Le Rapporteur — Perspectives pour 2020

Le retour à la moyenne

Chaque année, pour le plus grand plaisir des adeptes de course à pied, quelque 3 000 marathons sont organisés à travers le monde. Saviez-vous que lors des marathons les plus prestigieux comme ceux de Londres et de Los Angeles, plus de la moitié des participants en sont à leur première expériencenote de bas de page 1? De plus, les psychologues Adam Alter et Hal Hershfield ont observé un phénomène étonnant : les coureurs âgés de 29, 39, 49 et 59 ans sont surreprésentésnote de bas de page 2. Il y a donc trois fois plus de chances qu’un marathonien soit âgé de 49 ans que de 50 ans. Courir un marathon représente une belle occasion de se dépasser, plus particulièrement dans le cas des personnes qui s’apprêtent à changer de dizaine. En effet, ces dernières sont plus susceptibles d’entamer un processus d’autoréflexion, c’est-à-dire de prendre le temps de réfléchir au passé et au présent pour mieux aborder le futur. Cela explique leur motivation à prendre de nouvelles initiatives et leur besoin de relever de nouveaux défis.

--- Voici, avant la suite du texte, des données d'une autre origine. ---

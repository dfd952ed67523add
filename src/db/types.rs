//! Row decoding.
//!
//! Entity rows are decoded column by column into [`Value`]s, guided by the
//! [`ColumnKind`] declared on the entity. Ad-hoc query results have no
//! declared kinds; they go through [`RowToJson`], which classifies each
//! column by its database type name.
//!
//! # Architecture
//!
//! Type conversion uses a two-phase approach:
//! 1. `TypeCategory` classifies column types into logical categories
//! 2. Database-specific decoders handle the actual value extraction

use crate::db::DatabaseType;
use crate::error::{DbError, DbResult};
use crate::models::{ColumnKind, Value};
use chrono::{DateTime, NaiveDate, NaiveDateTime, NaiveTime, Utc};
use rust_decimal::Decimal;
use serde_json::Value as JsonValue;
use sqlx::postgres::PgRow;
use sqlx::sqlite::SqliteRow;
use sqlx::{Column, Row, TypeInfo, ValueRef};

// =============================================================================
// Type Classification
// =============================================================================

/// Logical category for database column types.
#[derive(Debug, Clone, Copy, PartialEq, Eq)]
pub enum TypeCategory {
    Integer,
    Float,
    Decimal,
    Boolean,
    Text,
    Binary,
    Json,
    Date,
    Time,
    Timestamp,
    Unknown,
}

/// Classify a database type name into a logical category.
pub fn categorize_type(type_name: &str, db: DatabaseType) -> TypeCategory {
    let lower = type_name.to_lowercase();

    // Decimal/Numeric - check first as it overlaps with "numeric" in float checks
    if lower.contains("decimal") || lower.contains("numeric") {
        // SQLite's NUMERIC is actually a float
        if db == DatabaseType::SQLite && lower == "numeric" {
            return TypeCategory::Float;
        }
        return TypeCategory::Decimal;
    }

    // Integer types
    if lower.contains("int") || lower.contains("serial") {
        return TypeCategory::Integer;
    }

    // Boolean
    if lower == "bool" || lower == "boolean" {
        return TypeCategory::Boolean;
    }

    // Float types
    if lower.contains("float") || lower.contains("double") || lower == "real" {
        return TypeCategory::Float;
    }

    // JSON types
    if lower == "json" || lower == "jsonb" {
        return TypeCategory::Json;
    }

    // Temporal types; SQLite stores these as text
    if db == DatabaseType::Postgres {
        if lower.starts_with("timestamp") {
            return TypeCategory::Timestamp;
        }
        if lower == "date" {
            return TypeCategory::Date;
        }
        if lower == "time" {
            return TypeCategory::Time;
        }
    }

    // Binary types
    if lower.contains("blob") || lower == "bytea" {
        return TypeCategory::Binary;
    }

    if lower.contains("char") || lower.contains("text") {
        return TypeCategory::Text;
    }

    TypeCategory::Unknown
}

// =============================================================================
// Binary Encoding
// =============================================================================

/// Binary column values are rendered as base64 text.
pub fn decode_binary_value(bytes: &[u8]) -> JsonValue {
    use base64::{Engine as _, engine::general_purpose::STANDARD};

    JsonValue::String(STANDARD.encode(bytes))
}

fn decode_error(idx: usize, kind: ColumnKind, err: sqlx::Error) -> DbError {
    DbError::internal(format!(
        "Failed to decode column {} as {:?}: {}",
        idx, kind, err
    ))
}

// =============================================================================
// Typed Decoding
// =============================================================================

/// Decode the columns of a row with known kinds.
pub trait DecodeRow {
    fn decode_value(&self, idx: usize, kind: ColumnKind) -> DbResult<Value>;

    fn decode_values(&self, kinds: &[ColumnKind]) -> DbResult<Vec<Value>> {
        kinds
            .iter()
            .enumerate()
            .map(|(idx, kind)| self.decode_value(idx, *kind))
            .collect()
    }
}

impl DecodeRow for PgRow {
    fn decode_value(&self, idx: usize, kind: ColumnKind) -> DbResult<Value> {
        postgres::decode_value(self, idx, kind).map_err(|e| decode_error(idx, kind, e))
    }
}

impl DecodeRow for SqliteRow {
    fn decode_value(&self, idx: usize, kind: ColumnKind) -> DbResult<Value> {
        sqlite::decode_value(self, idx, kind).map_err(|e| decode_error(idx, kind, e))
    }
}

// =============================================================================
// Row to JSON Trait
// =============================================================================

/// Trait for converting database rows to JSON maps.
pub trait RowToJson {
    fn to_json_map(&self) -> serde_json::Map<String, JsonValue>;
}

impl RowToJson for PgRow {
    fn to_json_map(&self) -> serde_json::Map<String, JsonValue> {
        self.columns()
            .iter()
            .enumerate()
            .map(|(idx, col)| {
                let category = categorize_type(col.type_info().name(), DatabaseType::Postgres);
                let value = postgres::decode_column(self, idx, col.type_info().name(), category);
                (col.name().to_string(), value)
            })
            .collect()
    }
}

impl RowToJson for SqliteRow {
    fn to_json_map(&self) -> serde_json::Map<String, JsonValue> {
        self.columns()
            .iter()
            .enumerate()
            .map(|(idx, col)| {
                // Expression columns have no declared type; use the stored value's.
                let declared = col.type_info();
                let type_name = if declared.is_null() {
                    self.try_get_raw(idx)
                        .map(|raw| raw.type_info().name().to_string())
                        .unwrap_or_default()
                } else {
                    declared.name().to_string()
                };
                let category = categorize_type(&type_name, DatabaseType::SQLite);
                let value = sqlite::decode_column(self, idx, &type_name, category);
                (col.name().to_string(), value)
            })
            .collect()
    }
}

// =============================================================================
// Database-Specific Decoders
// =============================================================================

mod postgres {
    use super::*;

    pub fn decode_value(row: &PgRow, idx: usize, kind: ColumnKind) -> Result<Value, sqlx::Error> {
        let type_name = row.column(idx).type_info().name().to_ascii_uppercase();
        let value = match kind {
            ColumnKind::Int => match type_name.as_str() {
                "INT2" => row.try_get::<Option<i16>, _>(idx)?.map(|v| Value::Int(v.into())),
                "INT4" => row.try_get::<Option<i32>, _>(idx)?.map(|v| Value::Int(v.into())),
                _ => row.try_get::<Option<i64>, _>(idx)?.map(Value::Int),
            },
            ColumnKind::Float => match type_name.as_str() {
                "FLOAT4" => row
                    .try_get::<Option<f32>, _>(idx)?
                    .map(|v| Value::Float(v.into())),
                _ => row.try_get::<Option<f64>, _>(idx)?.map(Value::Float),
            },
            ColumnKind::Bool => row.try_get::<Option<bool>, _>(idx)?.map(Value::Bool),
            ColumnKind::Text => row.try_get::<Option<String>, _>(idx)?.map(Value::Text),
            ColumnKind::Date => row.try_get::<Option<NaiveDate>, _>(idx)?.map(Value::Date),
            ColumnKind::Time => row.try_get::<Option<NaiveTime>, _>(idx)?.map(Value::Time),
            ColumnKind::Timestamp => match type_name.as_str() {
                "TIMESTAMPTZ" => row
                    .try_get::<Option<DateTime<Utc>>, _>(idx)?
                    .map(|v| Value::Timestamp(v.naive_utc())),
                _ => row
                    .try_get::<Option<NaiveDateTime>, _>(idx)?
                    .map(Value::Timestamp),
            },
            ColumnKind::Json => row.try_get::<Option<JsonValue>, _>(idx)?.map(Value::Json),
        };
        Ok(value.unwrap_or(Value::Null))
    }

    pub fn decode_column(
        row: &PgRow,
        idx: usize,
        type_name: &str,
        category: TypeCategory,
    ) -> JsonValue {
        let decoded = match category {
            TypeCategory::Decimal => decode_decimal(row, idx),
            TypeCategory::Integer => decode_value(row, idx, ColumnKind::Int).map(|v| v.to_json()),
            TypeCategory::Boolean => decode_value(row, idx, ColumnKind::Bool).map(|v| v.to_json()),
            TypeCategory::Float => decode_value(row, idx, ColumnKind::Float).map(|v| v.to_json()),
            TypeCategory::Json => decode_value(row, idx, ColumnKind::Json).map(|v| v.to_json()),
            TypeCategory::Date => decode_value(row, idx, ColumnKind::Date).map(|v| v.to_json()),
            TypeCategory::Time => decode_value(row, idx, ColumnKind::Time).map(|v| v.to_json()),
            TypeCategory::Timestamp => {
                decode_value(row, idx, ColumnKind::Timestamp).map(|v| v.to_json())
            }
            TypeCategory::Binary => row
                .try_get::<Option<Vec<u8>>, _>(idx)
                .map(|v| v.map(|b| decode_binary_value(&b)).unwrap_or(JsonValue::Null)),
            TypeCategory::Text | TypeCategory::Unknown => {
                decode_value(row, idx, ColumnKind::Text).map(|v| v.to_json())
            }
        };
        decoded.unwrap_or_else(|e| {
            tracing::warn!(column = idx, type_name = %type_name, error = %e, "Failed to decode column");
            JsonValue::Null
        })
    }

    fn decode_decimal(row: &PgRow, idx: usize) -> Result<JsonValue, sqlx::Error> {
        Ok(row
            .try_get::<Option<Decimal>, _>(idx)?
            .map(|v| JsonValue::String(v.to_string()))
            .unwrap_or(JsonValue::Null))
    }
}

mod sqlite {
    use super::*;

    pub fn decode_value(
        row: &SqliteRow,
        idx: usize,
        kind: ColumnKind,
    ) -> Result<Value, sqlx::Error> {
        let value = match kind {
            ColumnKind::Int => row.try_get_unchecked::<Option<i64>, _>(idx)?.map(Value::Int),
            ColumnKind::Float => row
                .try_get_unchecked::<Option<f64>, _>(idx)?
                .map(Value::Float),
            ColumnKind::Bool => row
                .try_get_unchecked::<Option<bool>, _>(idx)?
                .map(Value::Bool),
            ColumnKind::Text => row
                .try_get_unchecked::<Option<String>, _>(idx)?
                .map(Value::Text),
            ColumnKind::Date => row
                .try_get_unchecked::<Option<NaiveDate>, _>(idx)?
                .map(Value::Date),
            ColumnKind::Time => row
                .try_get_unchecked::<Option<NaiveTime>, _>(idx)?
                .map(Value::Time),
            ColumnKind::Timestamp => row
                .try_get_unchecked::<Option<NaiveDateTime>, _>(idx)?
                .map(Value::Timestamp),
            // SQLite stores JSON as text
            ColumnKind::Json => row
                .try_get_unchecked::<Option<String>, _>(idx)?
                .map(|s| Value::Json(serde_json::from_str(&s).unwrap_or(JsonValue::String(s)))),
        };
        Ok(value.unwrap_or(Value::Null))
    }

    pub fn decode_column(
        row: &SqliteRow,
        idx: usize,
        type_name: &str,
        category: TypeCategory,
    ) -> JsonValue {
        let decoded = match category {
            TypeCategory::Integer => decode_value(row, idx, ColumnKind::Int).map(|v| v.to_json()),
            TypeCategory::Boolean => decode_value(row, idx, ColumnKind::Bool).map(|v| v.to_json()),
            TypeCategory::Float | TypeCategory::Decimal => {
                decode_value(row, idx, ColumnKind::Float).map(|v| v.to_json())
            }
            TypeCategory::Binary => row
                .try_get_unchecked::<Option<Vec<u8>>, _>(idx)
                .map(|v| v.map(|b| decode_binary_value(&b)).unwrap_or(JsonValue::Null)),
            _ => decode_text(row, idx, type_name),
        };
        decoded.unwrap_or_else(|e| {
            tracing::warn!(column = idx, type_name = %type_name, error = %e, "Failed to decode column");
            JsonValue::Null
        })
    }

    fn decode_text(row: &SqliteRow, idx: usize, type_name: &str) -> Result<JsonValue, sqlx::Error> {
        let Some(v) = row.try_get_unchecked::<Option<String>, _>(idx)? else {
            return Ok(JsonValue::Null);
        };
        if type_name.to_lowercase().contains("json") {
            if let Ok(json) = serde_json::from_str::<JsonValue>(&v) {
                return Ok(json);
            }
        }
        Ok(JsonValue::String(v))
    }
}

#[cfg(test)]
mod tests {
    use super::*;

    #[test]
    fn test_categorize_type_integer() {
        assert_eq!(
            categorize_type("INT4", DatabaseType::Postgres),
            TypeCategory::Integer
        );
        assert_eq!(
            categorize_type("BIGINT", DatabaseType::Postgres),
            TypeCategory::Integer
        );
        assert_eq!(
            categorize_type("INTEGER", DatabaseType::SQLite),
            TypeCategory::Integer
        );
    }

    #[test]
    fn test_categorize_type_decimal() {
        assert_eq!(
            categorize_type("NUMERIC", DatabaseType::Postgres),
            TypeCategory::Decimal
        );
        // SQLite NUMERIC is a float
        assert_eq!(
            categorize_type("numeric", DatabaseType::SQLite),
            TypeCategory::Float
        );
    }

    #[test]
    fn test_categorize_type_temporal() {
        assert_eq!(
            categorize_type("TIMESTAMPTZ", DatabaseType::Postgres),
            TypeCategory::Timestamp
        );
        assert_eq!(
            categorize_type("DATE", DatabaseType::Postgres),
            TypeCategory::Date
        );
        // SQLite keeps temporal values as text
        assert_eq!(
            categorize_type("DATE", DatabaseType::SQLite),
            TypeCategory::Unknown
        );
    }

    #[test]
    fn test_categorize_type_json() {
        assert_eq!(
            categorize_type("jsonb", DatabaseType::Postgres),
            TypeCategory::Json
        );
        assert_eq!(
            categorize_type("VARCHAR", DatabaseType::Postgres),
            TypeCategory::Text
        );
    }

    #[test]
    fn test_decode_binary_value() {
        assert_eq!(
            decode_binary_value(b"hello world"),
            JsonValue::String("aGVsbG8gd29ybGQ=".to_string())
        );
        assert_eq!(
            decode_binary_value(&[0xFF, 0xFE, 0x00, 0x01]),
            JsonValue::String("//4AAQ==".to_string())
        );
    }
}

Comme vous vous en doutez sûrement, cet exercice d’introspection interpelle davantage de gens à l’aube d’une nouvelle décennie. C’est ce qu’on appelle « l’effet de nouveau départ »note de bas de page 3. Que ce soit pour se mettre en bonne forme physique, cesser de fumer ou adopter une alimentation saine et équilibrée, nombreux sont ceux qui prennent des résolutions lors de périodes marquantes comme le début de 2020. Mais qu’en est-il à l’égard des marchés financiers?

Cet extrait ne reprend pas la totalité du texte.